# TASK ITEM:
Keep only the lines from the start of the data through the line containing "use proptest::prelude::*;", and output them exactly.

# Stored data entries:
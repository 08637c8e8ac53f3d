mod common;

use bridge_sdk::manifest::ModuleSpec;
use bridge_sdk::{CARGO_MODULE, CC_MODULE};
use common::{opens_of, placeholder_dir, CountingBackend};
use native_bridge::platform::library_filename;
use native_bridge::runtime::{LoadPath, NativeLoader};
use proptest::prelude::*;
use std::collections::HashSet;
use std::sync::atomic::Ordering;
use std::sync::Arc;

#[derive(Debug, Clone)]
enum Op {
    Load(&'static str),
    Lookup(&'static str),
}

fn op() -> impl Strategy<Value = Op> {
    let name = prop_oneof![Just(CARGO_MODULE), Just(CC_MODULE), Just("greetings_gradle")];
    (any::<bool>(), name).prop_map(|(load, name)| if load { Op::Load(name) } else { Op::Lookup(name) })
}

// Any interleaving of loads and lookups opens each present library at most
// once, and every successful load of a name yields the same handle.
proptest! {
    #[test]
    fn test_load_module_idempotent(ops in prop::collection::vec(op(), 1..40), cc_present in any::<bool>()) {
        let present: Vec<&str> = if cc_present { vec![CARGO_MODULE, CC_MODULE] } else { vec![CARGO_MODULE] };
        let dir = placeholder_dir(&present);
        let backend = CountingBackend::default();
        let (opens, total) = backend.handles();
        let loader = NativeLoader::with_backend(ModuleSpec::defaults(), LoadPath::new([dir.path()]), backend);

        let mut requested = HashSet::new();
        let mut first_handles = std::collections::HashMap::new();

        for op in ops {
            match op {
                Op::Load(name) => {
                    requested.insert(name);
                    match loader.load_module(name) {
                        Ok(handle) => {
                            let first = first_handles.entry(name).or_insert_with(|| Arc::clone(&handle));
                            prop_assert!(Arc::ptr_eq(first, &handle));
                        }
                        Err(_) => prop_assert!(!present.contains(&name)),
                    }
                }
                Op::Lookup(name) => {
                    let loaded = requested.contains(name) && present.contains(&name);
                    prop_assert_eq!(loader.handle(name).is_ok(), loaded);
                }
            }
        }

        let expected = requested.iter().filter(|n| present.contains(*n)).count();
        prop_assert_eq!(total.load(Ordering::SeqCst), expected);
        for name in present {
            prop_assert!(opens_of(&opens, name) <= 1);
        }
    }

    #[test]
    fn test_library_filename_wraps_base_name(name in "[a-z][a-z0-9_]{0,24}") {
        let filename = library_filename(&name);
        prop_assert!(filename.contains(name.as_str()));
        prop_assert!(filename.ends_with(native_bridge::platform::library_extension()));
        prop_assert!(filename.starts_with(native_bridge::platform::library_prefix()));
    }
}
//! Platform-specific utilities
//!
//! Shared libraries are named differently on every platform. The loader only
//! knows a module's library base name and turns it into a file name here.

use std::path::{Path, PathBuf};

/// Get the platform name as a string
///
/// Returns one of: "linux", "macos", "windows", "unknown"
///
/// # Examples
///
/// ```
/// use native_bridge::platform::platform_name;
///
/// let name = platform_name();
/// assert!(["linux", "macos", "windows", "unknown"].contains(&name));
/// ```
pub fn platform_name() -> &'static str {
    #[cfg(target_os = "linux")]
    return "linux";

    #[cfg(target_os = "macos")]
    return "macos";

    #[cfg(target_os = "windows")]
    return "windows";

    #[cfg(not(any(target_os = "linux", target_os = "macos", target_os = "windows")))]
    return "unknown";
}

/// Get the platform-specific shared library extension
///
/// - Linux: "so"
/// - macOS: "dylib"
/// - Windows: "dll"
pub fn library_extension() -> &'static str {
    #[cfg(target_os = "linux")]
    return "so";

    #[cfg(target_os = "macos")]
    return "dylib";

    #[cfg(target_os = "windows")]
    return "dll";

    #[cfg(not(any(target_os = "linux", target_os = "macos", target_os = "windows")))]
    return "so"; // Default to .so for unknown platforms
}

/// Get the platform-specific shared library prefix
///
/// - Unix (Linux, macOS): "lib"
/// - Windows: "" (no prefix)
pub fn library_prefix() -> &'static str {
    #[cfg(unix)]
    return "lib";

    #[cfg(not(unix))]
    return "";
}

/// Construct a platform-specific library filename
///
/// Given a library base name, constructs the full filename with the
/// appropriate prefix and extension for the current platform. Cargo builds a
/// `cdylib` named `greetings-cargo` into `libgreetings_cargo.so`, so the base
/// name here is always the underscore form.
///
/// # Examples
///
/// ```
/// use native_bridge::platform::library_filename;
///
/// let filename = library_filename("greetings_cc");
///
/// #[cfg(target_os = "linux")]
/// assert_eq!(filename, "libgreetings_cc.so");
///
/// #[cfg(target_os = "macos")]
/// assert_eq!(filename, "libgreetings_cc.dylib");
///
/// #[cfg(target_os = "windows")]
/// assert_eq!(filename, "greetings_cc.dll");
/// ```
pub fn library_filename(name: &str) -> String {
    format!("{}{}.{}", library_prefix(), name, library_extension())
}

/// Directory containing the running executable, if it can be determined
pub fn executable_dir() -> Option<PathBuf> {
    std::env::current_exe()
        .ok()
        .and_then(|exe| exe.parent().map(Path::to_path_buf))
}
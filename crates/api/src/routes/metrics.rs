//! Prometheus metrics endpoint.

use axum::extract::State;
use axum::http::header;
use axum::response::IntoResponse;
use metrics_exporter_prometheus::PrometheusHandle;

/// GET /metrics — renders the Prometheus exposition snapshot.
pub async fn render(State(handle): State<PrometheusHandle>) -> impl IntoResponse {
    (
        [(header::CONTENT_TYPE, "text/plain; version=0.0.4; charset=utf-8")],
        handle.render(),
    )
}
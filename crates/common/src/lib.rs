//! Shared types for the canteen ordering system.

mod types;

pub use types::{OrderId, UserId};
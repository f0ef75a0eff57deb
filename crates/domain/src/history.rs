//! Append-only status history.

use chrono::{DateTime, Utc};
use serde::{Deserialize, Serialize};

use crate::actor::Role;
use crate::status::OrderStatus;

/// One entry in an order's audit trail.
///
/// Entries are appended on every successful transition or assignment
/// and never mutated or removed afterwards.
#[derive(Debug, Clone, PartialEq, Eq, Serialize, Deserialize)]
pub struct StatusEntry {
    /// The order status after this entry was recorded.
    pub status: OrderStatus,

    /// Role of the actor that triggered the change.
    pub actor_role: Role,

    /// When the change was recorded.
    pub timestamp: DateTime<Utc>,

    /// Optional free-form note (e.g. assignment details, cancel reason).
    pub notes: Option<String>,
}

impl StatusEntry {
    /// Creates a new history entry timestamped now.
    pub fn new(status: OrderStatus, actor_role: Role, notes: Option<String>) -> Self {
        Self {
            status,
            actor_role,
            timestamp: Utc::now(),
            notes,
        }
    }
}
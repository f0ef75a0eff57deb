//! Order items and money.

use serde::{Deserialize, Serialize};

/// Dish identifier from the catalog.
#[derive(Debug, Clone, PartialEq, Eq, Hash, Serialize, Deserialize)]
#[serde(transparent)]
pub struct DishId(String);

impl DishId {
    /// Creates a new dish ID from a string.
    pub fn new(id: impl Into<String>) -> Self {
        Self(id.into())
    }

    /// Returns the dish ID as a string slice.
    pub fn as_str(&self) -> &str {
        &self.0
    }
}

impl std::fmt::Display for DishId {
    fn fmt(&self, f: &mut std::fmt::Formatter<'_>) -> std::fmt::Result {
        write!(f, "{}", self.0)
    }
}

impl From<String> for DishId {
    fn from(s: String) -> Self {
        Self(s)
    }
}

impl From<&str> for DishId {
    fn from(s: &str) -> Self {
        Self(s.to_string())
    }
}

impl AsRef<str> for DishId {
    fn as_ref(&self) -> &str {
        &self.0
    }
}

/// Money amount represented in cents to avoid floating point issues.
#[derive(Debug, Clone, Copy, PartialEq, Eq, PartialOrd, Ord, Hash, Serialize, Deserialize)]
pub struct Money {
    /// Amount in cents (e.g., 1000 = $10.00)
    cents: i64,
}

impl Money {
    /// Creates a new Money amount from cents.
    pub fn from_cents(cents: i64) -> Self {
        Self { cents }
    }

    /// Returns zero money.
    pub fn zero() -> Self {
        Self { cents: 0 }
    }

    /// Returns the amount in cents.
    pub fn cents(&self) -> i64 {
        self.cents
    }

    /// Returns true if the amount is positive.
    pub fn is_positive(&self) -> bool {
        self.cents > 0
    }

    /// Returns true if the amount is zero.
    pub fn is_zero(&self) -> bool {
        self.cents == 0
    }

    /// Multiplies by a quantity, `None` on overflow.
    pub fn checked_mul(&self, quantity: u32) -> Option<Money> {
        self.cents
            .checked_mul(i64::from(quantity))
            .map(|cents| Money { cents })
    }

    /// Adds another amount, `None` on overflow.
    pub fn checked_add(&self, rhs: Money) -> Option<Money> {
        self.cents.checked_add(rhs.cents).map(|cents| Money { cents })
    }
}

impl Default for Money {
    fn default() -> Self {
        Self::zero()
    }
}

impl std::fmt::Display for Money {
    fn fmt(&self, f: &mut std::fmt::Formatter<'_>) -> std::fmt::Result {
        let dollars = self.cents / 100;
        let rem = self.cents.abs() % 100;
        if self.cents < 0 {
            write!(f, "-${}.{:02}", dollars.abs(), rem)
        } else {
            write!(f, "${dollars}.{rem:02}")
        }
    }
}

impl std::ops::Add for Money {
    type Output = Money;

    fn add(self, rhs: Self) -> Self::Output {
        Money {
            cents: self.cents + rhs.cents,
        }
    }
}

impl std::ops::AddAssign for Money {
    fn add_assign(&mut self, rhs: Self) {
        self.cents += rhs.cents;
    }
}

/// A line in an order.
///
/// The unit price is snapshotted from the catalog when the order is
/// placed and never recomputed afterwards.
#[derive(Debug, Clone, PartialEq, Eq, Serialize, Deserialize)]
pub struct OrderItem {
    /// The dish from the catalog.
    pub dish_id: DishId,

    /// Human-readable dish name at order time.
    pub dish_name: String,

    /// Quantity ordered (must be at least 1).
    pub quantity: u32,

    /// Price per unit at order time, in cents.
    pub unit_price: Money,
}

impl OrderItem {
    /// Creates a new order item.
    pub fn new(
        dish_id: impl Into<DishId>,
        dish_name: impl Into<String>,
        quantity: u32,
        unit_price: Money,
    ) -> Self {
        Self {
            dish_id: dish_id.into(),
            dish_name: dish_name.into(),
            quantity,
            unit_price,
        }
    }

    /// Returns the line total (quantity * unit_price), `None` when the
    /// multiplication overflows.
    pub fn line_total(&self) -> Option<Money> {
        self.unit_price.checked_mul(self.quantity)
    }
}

# WORKED SOLUTION:
repository 08637c8e8ac53f3d
mod common;

use bridge_sdk::manifest::ModuleSpec;
use bridge_sdk::{CARGO_MODULE, CC_MODULE};
use common::{opens_of, placeholder_dir, CountingBackend};
use native_bridge::platform::library_filename;
use native_bridge::runtime::{LoadPath, NativeLoader};
use proptest::prelude::*;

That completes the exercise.